▸ **EXERCISE BRIEF**: Where does the string "iter" appear in the listing below? Copy every line where it does.
□ □ □
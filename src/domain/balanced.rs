//! Balanced exploration tree: scored records arranged by recursive median split.
//!
//! This is a layout aid for browsing, not a predictive model. The shape depends
//! only on how many records there are; which record sits where depends only on
//! the stable ascending score order.

use serde::Serialize;
use tracing::{debug, instrument};

use crate::domain::scoring::ScoredRecord;

pub const EXPLORATION_ID_PREFIX: &str = "explore";

/// Node of the balanced tree.
///
/// Everything in `left` scores no higher than this node, everything in
/// `right` no lower.
#[derive(Debug, Clone, PartialEq, Serialize)]
pub struct ExplorationTreeNode {
    pub id: String,
    pub record: ScoredRecord,
    pub left: Option<Box<ExplorationTreeNode>>,
    pub right: Option<Box<ExplorationTreeNode>>,
}

impl ExplorationTreeNode {
    /// Number of nodes in this subtree.
    pub fn len(&self) -> usize {
        1 + self.left.as_ref().map_or(0, |n| n.len()) + self.right.as_ref().map_or(0, |n| n.len())
    }

    /// Levels in this subtree; a single node has height 1.
    pub fn height(&self) -> usize {
        1 + self
            .left
            .as_ref()
            .map_or(0, |n| n.height())
            .max(self.right.as_ref().map_or(0, |n| n.height()))
    }

    /// Records in in-order (left, node, right), i.e. ascending score.
    pub fn in_order(&self) -> Vec<&ScoredRecord> {
        let mut out = Vec::with_capacity(self.len());
        self.collect_in_order(&mut out);
        out
    }

    fn collect_in_order<'a>(&'a self, out: &mut Vec<&'a ScoredRecord>) {
        if let Some(left) = &self.left {
            left.collect_in_order(out);
        }
        out.push(&self.record);
        if let Some(right) = &self.right {
            right.collect_in_order(out);
        }
    }
}

/// Build the balanced tree, or `None` for an empty input.
///
/// Records are stably sorted by ascending score. For the inclusive index range
/// `[lo, hi]` the node takes `mid = lo + (hi - lo) / 2`, the lower median, and
/// the sub-ranges `[lo, mid - 1]` and `[mid + 1, hi]` become its children.
/// Node ids are `explore-<sorted index>`.
#[instrument(level = "debug", skip_all, fields(records = records.len()))]
pub fn build_exploration_tree(records: &[ScoredRecord]) -> Option<ExplorationTreeNode> {
    let mut sorted: Vec<&ScoredRecord> = records.iter().collect();
    sorted.sort_by(|a, b| a.score.total_cmp(&b.score));
    let tree = build_range(&sorted, 0);
    if let Some(root) = &tree {
        debug!(height = root.height(), "built exploration tree");
    }
    tree
}

fn build_range(sorted: &[&ScoredRecord], offset: usize) -> Option<ExplorationTreeNode> {
    if sorted.is_empty() {
        return None;
    }
    let mid = (sorted.len() - 1) / 2;
    Some(ExplorationTreeNode {
        id: format!("{}-{}", EXPLORATION_ID_PREFIX, offset + mid),
        record: sorted[mid].clone(),
        left: build_range(&sorted[..mid], offset).map(Box::new),
        right: build_range(&sorted[mid + 1..], offset + mid + 1).map(Box::new),
    })
}
use std::sync::Arc;

use hal::{Api, ClearValue, IndexFormat, RenderArea};

use super::{Command, CommandEncodingResult, RenderAttachment, RenderBundle, TimestampWrites};
use crate::error::{record_error, CoreError};
use crate::resource::{BindGroup, Buffer, ComputePipeline, RenderPipeline, Texture};
use crate::track::ResourceTracker;

#[derive(Clone, Copy, Debug, PartialEq, Eq)]
enum PassKind {
    None,
    Compute,
    Render,
}

/// Encodes API calls into a typed command list and feeds the Resource
/// Tracker. Performs no GPU calls itself — a pure encoder, per spec §4.1.
pub struct Recorder<A: Api> {
    commands: Vec<Command<A>>,
    tracker: ResourceTracker,
    pass: PassKind,
    has_pipeline: bool,
}

impl<A: Api> Default for Recorder<A> {
    fn default() -> Self {
        Self::new()
    }
}

impl<A: Api> Recorder<A> {
    pub fn new() -> Self {
        Self { commands: Vec::new(), tracker: ResourceTracker::new(), pass: PassKind::None, has_pipeline: false }
    }

    pub fn begin_compute_pass(&mut self) {
        debug_assert_eq!(self.pass, PassKind::None, "begin_compute_pass called while a pass is already open");
        self.tracker.begin_compute_pass();
        self.pass = PassKind::Compute;
        self.has_pipeline = false;
        self.commands.push(Command::BeginComputePass);
    }

    pub fn set_compute_pipeline(&mut self, pipeline: Arc<ComputePipeline<A>>) {
        self.has_pipeline = true;
        self.commands.push(Command::SetComputePipeline(pipeline));
    }

    pub fn set_compute_bind_group(
        &mut self,
        index: u32,
        bind_group: Arc<BindGroup<A>>,
        dynamic_offsets: Vec<u32>,
    ) {
        self.tracker.add_compute_bind_group(&bind_group);
        self.commands.push(Command::SetComputeBindGroup { index, bind_group, dynamic_offsets });
    }

    pub fn dispatch(&mut self, x: u32, y: u32, z: u32) -> Result<(), CoreError> {
        record_error!(!self.has_pipeline, CoreError::InvalidState("dispatch without a bound pipeline"), "dispatch without pipeline");
        self.commands.push(Command::Dispatch { x, y, z });
        Ok(())
    }

    pub fn dispatch_indirect(&mut self, buffer: Arc<Buffer<A>>, offset: u64) -> Result<(), CoreError> {
        record_error!(!self.has_pipeline, CoreError::InvalidState("dispatch_indirect without a bound pipeline"), "dispatch without pipeline");
        self.commands.push(Command::DispatchIndirect { buffer, offset });
        Ok(())
    }

    pub fn end_compute_pass(&mut self) {
        self.tracker.end_compute_pass();
        self.pass = PassKind::None;
        self.commands.push(Command::EndComputePass);
    }

    #[allow(clippy::too_many_arguments)]
    pub fn begin_render_pass(
        &mut self,
        render_pass: A::RenderPass,
        framebuffer: A::Framebuffer,
        color_attachments: Vec<RenderAttachment<A>>,
        depth_stencil_attachment: Option<RenderAttachment<A>>,
        render_area: RenderArea,
        clear_values: Vec<ClearValue>,
        occlusion_query_set: Option<A::QuerySet>,
        timestamp_writes: Option<TimestampWrites<A>>,
    ) -> Result<(), CoreError> {
        record_error!(
            self.pass != PassKind::None,
            CoreError::InvalidState("begin_render_pass called while a pass is already open"),
            "nested pass"
        );
        record_error!(
            color_attachments.is_empty() && depth_stencil_attachment.is_none(),
            CoreError::InvalidState("begin_render_pass with no attachments"),
            "render pass with no attachments"
        );

        self.tracker.begin_render_pass();
        for attachment in color_attachments.iter().chain(depth_stencil_attachment.iter()) {
            self.tracker.add_color_attachment(
                attachment.texture.id(),
                attachment.initial_layout,
                attachment.final_layout,
                0,
                1,
                0,
                1,
            );
        }
        self.pass = PassKind::Render;
        self.has_pipeline = false;
        self.commands.push(Command::BeginRenderPass {
            render_pass,
            framebuffer,
            color_attachments,
            depth_stencil_attachment,
            render_area,
            clear_values,
            occlusion_query_set,
            timestamp_writes,
        });
        Ok(())
    }

    pub fn set_render_pipeline(&mut self, pipeline: Arc<RenderPipeline<A>>) {
        self.has_pipeline = true;
        self.commands.push(Command::SetRenderPipeline(pipeline));
    }

    pub fn set_bind_group(&mut self, index: u32, bind_group: Arc<BindGroup<A>>, dynamic_offsets: Vec<u32>) {
        self.tracker.add_render_bind_group(&bind_group);
        self.commands.push(Command::SetBindGroup { index, bind_group, dynamic_offsets });
    }

    pub fn set_vertex_buffer(&mut self, slot: u32, buffer: Arc<Buffer<A>>) {
        self.tracker.add_vertex_buffer(buffer.id());
        self.commands.push(Command::SetVertexBuffer { slot, buffer });
    }

    pub fn set_index_buffer(&mut self, buffer: Arc<Buffer<A>>, format: IndexFormat) {
        self.tracker.add_index_buffer(buffer.id());
        self.commands.push(Command::SetIndexBuffer { buffer, format });
    }

    /// Replays a pre-recorded bundle's commands into the current render
    /// pass, feeding each one through the same Resource Tracker calls a
    /// directly-recorded command would (spec §4.1/§4.2 apply uniformly to
    /// bundled and inline commands alike).
    pub fn execute_bundle(&mut self, bundles: Vec<Arc<RenderBundle<A>>>) {
        for bundle in &bundles {
            for command in &bundle.commands {
                match command {
                    Command::SetBindGroup { bind_group, .. } => self.tracker.add_render_bind_group(bind_group),
                    Command::SetVertexBuffer { buffer, .. } => self.tracker.add_vertex_buffer(buffer.id()),
                    Command::SetIndexBuffer { buffer, .. } => self.tracker.add_index_buffer(buffer.id()),
                    _ => {}
                }
            }
        }
        self.commands.push(Command::ExecuteBundle(bundles));
    }

    pub fn set_viewport(&mut self) {
        self.commands.push(Command::SetViewport);
    }

    pub fn set_scissor(&mut self) {
        self.commands.push(Command::SetScissor);
    }

    pub fn set_blend_constant(&mut self, constant: [f32; 4]) {
        self.commands.push(Command::SetBlendConstant(constant));
    }

    pub fn draw(&mut self, vertex_count: u32, instance_count: u32) -> Result<(), CoreError> {
        record_error!(!self.has_pipeline, CoreError::InvalidState("draw without a bound pipeline"), "draw without pipeline");
        self.commands.push(Command::Draw { vertex_count, instance_count });
        Ok(())
    }

    pub fn draw_indexed(&mut self, index_count: u32, instance_count: u32) -> Result<(), CoreError> {
        record_error!(!self.has_pipeline, CoreError::InvalidState("draw_indexed without a bound pipeline"), "draw without pipeline");
        self.commands.push(Command::DrawIndexed { index_count, instance_count });
        Ok(())
    }

    pub fn draw_indirect(&mut self, buffer: Arc<Buffer<A>>, offset: u64) -> Result<(), CoreError> {
        record_error!(!self.has_pipeline, CoreError::InvalidState("draw_indirect without a bound pipeline"), "draw without pipeline");
        self.commands.push(Command::DrawIndirect { buffer, offset });
        Ok(())
    }

    pub fn draw_indexed_indirect(&mut self, buffer: Arc<Buffer<A>>, offset: u64) -> Result<(), CoreError> {
        record_error!(!self.has_pipeline, CoreError::InvalidState("draw_indexed_indirect without a bound pipeline"), "draw without pipeline");
        self.commands.push(Command::DrawIndexedIndirect { buffer, offset });
        Ok(())
    }

    pub fn begin_occlusion_query(&mut self, index: u32) {
        self.commands.push(Command::BeginOcclusionQuery { index });
    }

    pub fn end_occlusion_query(&mut self) {
        self.commands.push(Command::EndOcclusionQuery);
    }

    pub fn end_render_pass(&mut self) {
        self.tracker.end_render_pass();
        self.pass = PassKind::None;
        self.commands.push(Command::EndRenderPass);
    }

    pub fn copy_buffer_to_buffer(&mut self, src: Arc<Buffer<A>>, dst: Arc<Buffer<A>>, size: u64) {
        self.commands.push(Command::CopyBufferToBuffer { src, dst, size });
    }

    pub fn copy_buffer_to_texture(
        &mut self,
        src: Arc<Buffer<A>>,
        dst: Arc<Texture<A>>,
        mip_level: u32,
        extent: gpu_types::Extent3d,
    ) {
        self.commands.push(Command::CopyBufferToTexture { src, dst, mip_level, extent });
    }

    pub fn copy_texture_to_buffer(
        &mut self,
        src: Arc<Texture<A>>,
        dst: Arc<Buffer<A>>,
        mip_level: u32,
        extent: gpu_types::Extent3d,
    ) {
        self.commands.push(Command::CopyTextureToBuffer { src, dst, mip_level, extent });
    }

    pub fn copy_texture_to_texture(
        &mut self,
        src: Arc<Texture<A>>,
        dst: Arc<Texture<A>>,
        mip_level: u32,
        extent: gpu_types::Extent3d,
    ) {
        self.commands.push(Command::CopyTextureToTexture { src, dst, mip_level, extent });
    }

    pub fn resolve_query_set(&mut self, start: u32, count: u32) {
        self.commands.push(Command::ResolveQuerySet { start, count });
    }

    pub fn write_timestamp(&mut self, index: u32) {
        self.commands.push(Command::WriteTimestamp { index });
    }

    pub fn clear_buffer(&mut self, buffer: Arc<Buffer<A>>, offset: u64, size: u64) {
        self.commands.push(Command::ClearBuffer { buffer, offset, size });
    }

    pub fn finish(self) -> CommandEncodingResult<A> {
        CommandEncodingResult { commands: self.commands, pass_resource_infos: self.tracker.finish() }
    }
}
□ □ □
▸ **SOLUTION**:
    let mut sorted: Vec<&ScoredRecord> = records.iter().collect();
        for attachment in color_attachments.iter().chain(depth_stencil_attachment.iter()) {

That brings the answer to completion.